No quadro fixado pela Lei Estadual nº 2456, de 30 de dezembro de 1953, para vigorar em 1949-1953 composto dos Distritos de Jales, Dolcinópolis, Palmeira dOeste, Pontalinda, Santa Albertina, Urânia e Vitória Brasil, comarca de Jales, menos o Distrito de Três Fronteiras, transferido para o município de Santa Fé do Sul.

Lei Estadual no 2456, de 30 de dezembro de 1953, transfere o Distritos de Três Fronteiras para o Município de Santa Fé.

Lei Estadual no 5285, de 18 de fevereiro de 1959, desmembra do Município de Jales os Distritos de Dolcinópolis, Palmeiras dOeste, Santa Albertina e Urania.

Em divisão territorial datada de 01-VII-1960, o município é constituído de 4 Distritos: Jales, Pontalinda, São Francisco e Vitória Brasil.

Lei Estadual no 8092, de 28 de fevereiro de 1964, desmembra do Município de Jales o Distrito de São Francisco.

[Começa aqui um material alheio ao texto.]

//! Prior-year annual sales for each deal.

use super::Fetcher;
use crate::market::ticker::clean_ticker;
use crate::table::dates::{parse_date, parse_dmy};
use crate::table::{fmt_plain, Table};
use anyhow::{Context, Result};
use chrono::{Datelike, NaiveDate};
use std::path::Path;
use tracing::{info, warn};

pub const TICKER_COLUMN: &str = "Acquirer Ticker";
pub const DATE_COLUMN: &str = "Deal Announce Date";
pub const SALES_COLUMN: &str = "Annual_Sales";

/// Revenue of the newest fiscal period ending in or before `announce_year - 1`.
///
/// `revenue` is ordered newest first.
pub fn prior_year_revenue(revenue: &[(NaiveDate, f64)], announce: NaiveDate) -> Option<f64> {
    let previous_year = announce.year() - 1;
    revenue
        .iter()
        .find(|(period, _)| period.year() <= previous_year)
        .map(|(_, value)| *value)
}

async fn sales_for(fetcher: &Fetcher<'_>, symbol: &str, announce: Option<NaiveDate>) -> Option<f64> {
    let announce = announce?;
    let what = format!("annual revenue for {}", symbol);
    match fetcher
        .policy
        .retry(&what, || fetcher.source.annual_revenue(symbol))
        .await
    {
        Ok(revenue) => {
            let sales = prior_year_revenue(&revenue, announce);
            if sales.is_none() {
                warn!(
                    "Sales data not found for {} for the year {}",
                    symbol,
                    announce.year() - 1
                );
            }
            sales
        }
        Err(e) => {
            warn!("Error getting sales data for {}: {}", symbol, e);
            None
        }
    }
}

/// Fetch annual sales for every deal with a usable ticker.
///
/// Returns the number of rows written and how many of them have sales.
pub async fn fetch_sales(fetcher: &Fetcher<'_>, input: &Path, output: &Path) -> Result<(usize, usize)> {
    let deals = Table::read_csv(input).with_context(|| format!("Failed to read {}", input.display()))?;
    let missing = deals.missing_columns(&[TICKER_COLUMN, DATE_COLUMN]);
    if !missing.is_empty() {
        anyhow::bail!(
            "Required columns not found in {}: {}",
            input.display(),
            missing.join(", ")
        );
    }
    info!("Loaded {} rows from {}", deals.len(), input.display());

    let mut results = Table::new([TICKER_COLUMN, DATE_COLUMN, SALES_COLUMN]);
    let mut found = 0;
    let total = deals.len();

    for row in deals.rows() {
        let raw_ticker = row.get(TICKER_COLUMN);
        if let Some(symbol) = raw_ticker.and_then(clean_ticker) {
            let announce_raw = row.get(DATE_COLUMN).unwrap_or_default();
            let announce = parse_dmy(announce_raw).or_else(|| parse_date(announce_raw));
            info!("Processing {}/{}: {}", row.index() + 1, total, symbol);

            let sales = sales_for(fetcher, &symbol, announce).await;
            if sales.is_some() {
                found += 1;
            }
            results.push_row(vec![
                raw_ticker.unwrap_or_default().to_string(),
                announce_raw.to_string(),
                fmt_plain(sales),
            ]);
        }

        if (row.index() + 1) % 10 == 0 {
            info!("Processed {}/{} companies", row.index() + 1, total);
        }
    }

    results
        .write_csv(output)
        .with_context(|| format!("Failed to write {}", output.display()))?;
    Ok((results.len(), found))
}

#[cfg(test)]
mod tests {
    use super::*;
    use crate::collect::test_fetcher;
    use crate::market::testing::{ymd, StaticSource};
    use tempfile::TempDir;

    #[test]
    fn test_prior_year_revenue() {
        let revenue = [
            (ymd(2022, 12, 31), 300.0),
            (ymd(2021, 12, 31), 200.0),
            (ymd(2020, 12, 31), 100.0),
        ];
        assert_eq!(prior_year_revenue(&revenue, ymd(2022, 6, 1)), Some(200.0));
        assert_eq!(prior_year_revenue(&revenue, ymd(2024, 1, 1)), Some(300.0));
        assert_eq!(prior_year_revenue(&revenue, ymd(2020, 6, 1)), None);
    }

    #[tokio::test]
    async fn test_fetch_sales() {
        let dir = TempDir::new().unwrap();
        let input = dir.path().join("deals.csv");
        let output = dir.path().join("sales.csv");
        std::fs::write(
            &input,
            "Acquirer Ticker,Deal Announce Date\nBMW.SG,15-03-2022\n,01-01-2022\nXOM,15-03-2022\n",
        )
        .unwrap();

        let mut source = StaticSource::default();
        source
            .revenue
            .insert("BMW.DE".into(), vec![(ymd(2021, 12, 31), 111.5e9)]);
        let fetcher = test_fetcher(&source);

        let (rows, found) = fetch_sales(&fetcher, &input, &output).await.unwrap();
        assert_eq!((rows, found), (2, 1));

        let table = Table::read_csv(&output).unwrap();
        assert_eq!(table.get(0, "Acquirer Ticker"), Some("BMW.SG"));
        assert_eq!(table.get(0, "Annual_Sales"), Some("111500000000"));
        assert_eq!(table.get(1, "Acquirer Ticker"), Some("XOM"));
        assert_eq!(table.get(1, "Annual_Sales"), None);
    }
}
//! Offline preparation steps: merging vendor exports, labelling deals,
//! normalizing the price table and dropping incomplete rows.

pub mod classify;
pub mod clean;
pub mod master;
pub mod merge;
pub mod standardize;

use crate::table::Table;
use anyhow::{Context, Result};
use std::path::Path;

pub(crate) fn read_table(path: &Path) -> Result<Table> {
    Table::read_csv(path).with_context(|| format!("Failed to read {}", path.display()))
}

pub(crate) fn write_table(table: &Table, path: &Path) -> Result<()> {
    table
        .write_csv(path)
        .with_context(|| format!("Failed to write {}", path.display()))
}

/// Fail with the names of all missing columns.
pub(crate) fn require_columns(table: &Table, required: &[&str], what: &str) -> Result<()> {
    let missing = table.missing_columns(required);
    if !missing.is_empty() {
        anyhow::bail!("Missing required columns in {}: {}", what, missing.join(", "));
    }
    Ok(())
}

Lei Estadual no 7644, de 30 de dezembro de 1991, desmembra do Município de Jales o Distrito de Pontalinda.

Lei Estadual no 8550, de 30 de dezembro de 1993, desmembra do Município de Jales o Distrito de Vitória Brasil.

Em divisão territorial datada de 01-VI-1995, o município é constituído do Distrito Sede.

Assim permanecendo em divisão territorial datada de 15-VII-1999.